Ecology and economics, sociology and physics must blend together into a total theory, to save ourselves.

As we continue to move towards an urban-American lifestyle in the world's less developed countries – and at an accelerating pace – we are facing an explosive increase in energy consumption, as we all know. The impact West points to is less well-known: The development assumes that we can continue to accelerate innovation – that we can find new forms of technological salvation at an increasingly manic pace.
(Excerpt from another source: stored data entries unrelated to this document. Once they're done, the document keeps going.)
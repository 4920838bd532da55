//! LLM error types.
//!
//! [`LlmError`] describes one failed provider call or a local fault;
//! [`OrchestratorError`] is what `generate` surfaces once the fallback chain
//! has run out.

use fisioflow_store::StoreError;
use thiserror::Error;

/// Errors from a single backend call or a local component.
#[derive(Debug, Error)]
pub enum LlmError {
    /// Transport-level failure.
    #[error("LLM request failed: {0}")]
    RequestFailed(String),

    /// The provider answered with something we could not read.
    #[error("Failed to parse LLM response: {0}")]
    ParseError(String),

    /// The provider returned a non-success status.
    #[error("LLM provider returned HTTP {status}: {body}")]
    Http {
        /// Status code.
        status: u16,
        /// Response body, truncated.
        body: String,
    },

    /// HTTP 429 or an equivalent quota signal.
    #[error("LLM provider quota exhausted: {0}")]
    QuotaExceeded(String),

    /// The call did not finish before its deadline.
    #[error("LLM request timed out after {0}ms")]
    Timeout(u64),

    /// Missing credentials, failed probe, or disabled.
    #[error("LLM provider unavailable: {0}")]
    Unavailable(String),

    /// Configuration error.
    #[error("LLM configuration error: {0}")]
    Config(String),

    /// Knowledge item failed validation.
    #[error("Invalid knowledge item: {0}")]
    InvalidKnowledge(String),

    /// Knowledge base or usage ledger storage failure.
    #[error(transparent)]
    Store(#[from] StoreError),
}

impl From<reqwest::Error> for LlmError {
    fn from(err: reqwest::Error) -> Self {
        if err.is_timeout() {
            LlmError::Timeout(0)
        } else if err.is_connect() {
            LlmError::Unavailable(err.to_string())
        } else {
            LlmError::RequestFailed(err.to_string())
        }
    }
}

impl From<rusqlite::Error> for LlmError {
    fn from(err: rusqlite::Error) -> Self {
        Self::Store(StoreError::Database(err))
    }
}

impl LlmError {
    /// Stable identifier, independent of the message.
    #[must_use]
    pub fn kind(&self) -> &'static str {
        match self {
            Self::RequestFailed(_) => "REQUEST_FAILED",
            Self::ParseError(_) => "PARSE_ERROR",
            Self::Http { .. } => "HTTP_STATUS",
            Self::QuotaExceeded(_) => "QUOTA_EXCEEDED",
            Self::Timeout(_) => "TIMEOUT",
            Self::Unavailable(_) => "PROVIDER_UNAVAILABLE",
            Self::Config(_) => "CONFIG",
            Self::InvalidKnowledge(_) => "INVALID_KNOWLEDGE",
            Self::Store(_) => "STORAGE",
        }
    }

    /// Whether the fallback chain should move on to the next provider.
    #[must_use]
    pub fn is_transient(&self) -> bool {
        match self {
            Self::RequestFailed(_) | Self::Timeout(_) | Self::Unavailable(_) | Self::QuotaExceeded(_) => true,
            Self::Http { status, .. } => *status >= 500 || *status == 408,
            Self::ParseError(_) | Self::Config(_) | Self::InvalidKnowledge(_) | Self::Store(_) => false,
        }
    }
}

/// What `generate` surfaces.
#[derive(Debug, Error)]
pub enum OrchestratorError {
    /// Every candidate failed (or none was available) and the knowledge base
    /// had nothing to offer.
    #[error("No LLM providers available{}", error_suffix(.last_error))]
    NoProvidersAvailable {
        /// Message of the last provider failure, if any provider was tried.
        last_error: Option<String>,
    },

    /// Local fault outside the provider chain.
    #[error(transparent)]
    Llm(#[from] LlmError),
}

fn error_suffix(last_error: &Option<String>) -> String {
    last_error.as_deref().map(|e| format!(": {e}")).unwrap_or_default()
}

impl OrchestratorError {
    /// Stable identifier, independent of the message.
    #[must_use]
    pub fn kind(&self) -> &'static str {
        match self {
            Self::NoProvidersAvailable { .. } => "NO_PROVIDERS_AVAILABLE",
            Self::Llm(e) => e.kind(),
        }
    }
}

#[cfg(test)]
mod tests {
    use super::*;

    #[test]
    fn server_errors_are_transient_client_errors_are_not() {
        assert!(LlmError::Http { status: 503, body: String::new() }.is_transient());
        assert!(!LlmError::Http { status: 400, body: String::new() }.is_transient());
        assert!(LlmError::Timeout(100).is_transient());
        assert!(!LlmError::ParseError("x".into()).is_transient());
    }

    #[test]
    fn exhaustion_message_carries_last_error() {
        let err = OrchestratorError::NoProvidersAvailable {
            last_error: Some("timed out".into()),
        };
        assert_eq!(err.kind(), "NO_PROVIDERS_AVAILABLE");
        assert_eq!(err.to_string(), "No LLM providers available: timed out");
        let none = OrchestratorError::NoProvidersAvailable { last_error: None };
        assert_eq!(none.to_string(), "No LLM providers available");
    }
}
Clear question, unclear answer. "Can modern civilization be made sustainable?" asks West. With quantified and exact measures of sustainability, he manages to pinpoint and quantify the question. The battle is between those who continue to see modernization as a cornucopia, and those who believe the last stages of modernization will report as an explosive demand that no new ingenuity will be able to cover – or cover. Whether this is true is difficult to say, since innovations are the most unpredictable aspect of modern civilization. With alternative energy sources and new technological advancements, much could change – but still not everything, as West also points out. The problem that exists is that all energy use and all system building create entropy - a form of systematic chaos. West uses this highly abstract concept from the second law of thermodynamics to describe everything from slum districts to traffic jams and pollution – understood as the turbulent side effects of civilization. What West suggests is that attempts to stabilize an unstable environment in itself can help to destabilize the environment, as already the systems theorist Niklas Luhmann pointed out in the 80s. In that case, we are dealing with systematic problems that have no systematic solution.
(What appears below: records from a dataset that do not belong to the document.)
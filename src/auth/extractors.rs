use axum::{
    async_trait,
    extract::{FromRef, FromRequestParts},
    http::request::Parts,
};
use tracing::warn;

use crate::auth::claims::Claims;
use crate::auth::jwt::JwtKeys;
use crate::error::ApiError;
use crate::users::repo_types::Role;

/// Authentication gate: extracts the bearer token, verifies it and exposes
/// the claim set to the handler.
pub struct AuthUser(pub Claims);

#[async_trait]
impl<S> FromRequestParts<S> for AuthUser
where
    S: Send + Sync,
    JwtKeys: FromRef<S>,
{
    type Rejection = ApiError;

    async fn from_request_parts(parts: &mut Parts, state: &S) -> Result<Self, Self::Rejection> {
        let auth_header = parts
            .headers
            .get(axum::http::header::AUTHORIZATION)
            .and_then(|v| v.to_str().ok())
            .ok_or_else(|| ApiError::Authentication("missing bearer token".into()))?;

        let token = auth_header
            .strip_prefix("Bearer ")
            .or_else(|| auth_header.strip_prefix("bearer "))
            .ok_or_else(|| ApiError::Authentication("invalid authorization header".into()))?;

        let keys = JwtKeys::from_ref(state);
        let claims = keys.verify(token).map_err(|_| {
            warn!("invalid or expired token");
            ApiError::Authentication("invalid or expired token".into())
        })?;

        Ok(AuthUser(claims))
    }
}

/// Authorization gate for admin-only routes: authenticates first, then
/// requires the admin role.
pub struct RequireAdmin(pub Claims);

#[async_trait]
impl<S> FromRequestParts<S> for RequireAdmin
where
    S: Send + Sync,
    JwtKeys: FromRef<S>,
{
    type Rejection = ApiError;

    async fn from_request_parts(parts: &mut Parts, state: &S) -> Result<Self, Self::Rejection> {
        let AuthUser(claims) = AuthUser::from_request_parts(parts, state).await?;
        if claims.role != Role::Admin {
            warn!(user_id = claims.sub, "admin route denied");
            return Err(ApiError::Authorization("admin role required".into()));
        }
        Ok(RequireAdmin(claims))
    }
}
The basic tone of West's presentation is nevertheless optimistic, and it is full of entertaining examples. The more precarious questions tend to drown in an accumulation of advanced fun facts and "astonishing patterns" while answering the answers loosely and leaving them for future research. Yet, West nonetheless conveys an ancient philosophical vision: a pythagorean insight that beneath what seems complicated and unclear, lies hidden patterns. According to West, ecology and economics, sociology and physics must merge into a total theory. Not only that: We will need this total theory to save ourselves.

Anders Dunk
Anders Dunker
Philosopher. Regular literary critic in Ny Tid. Translator.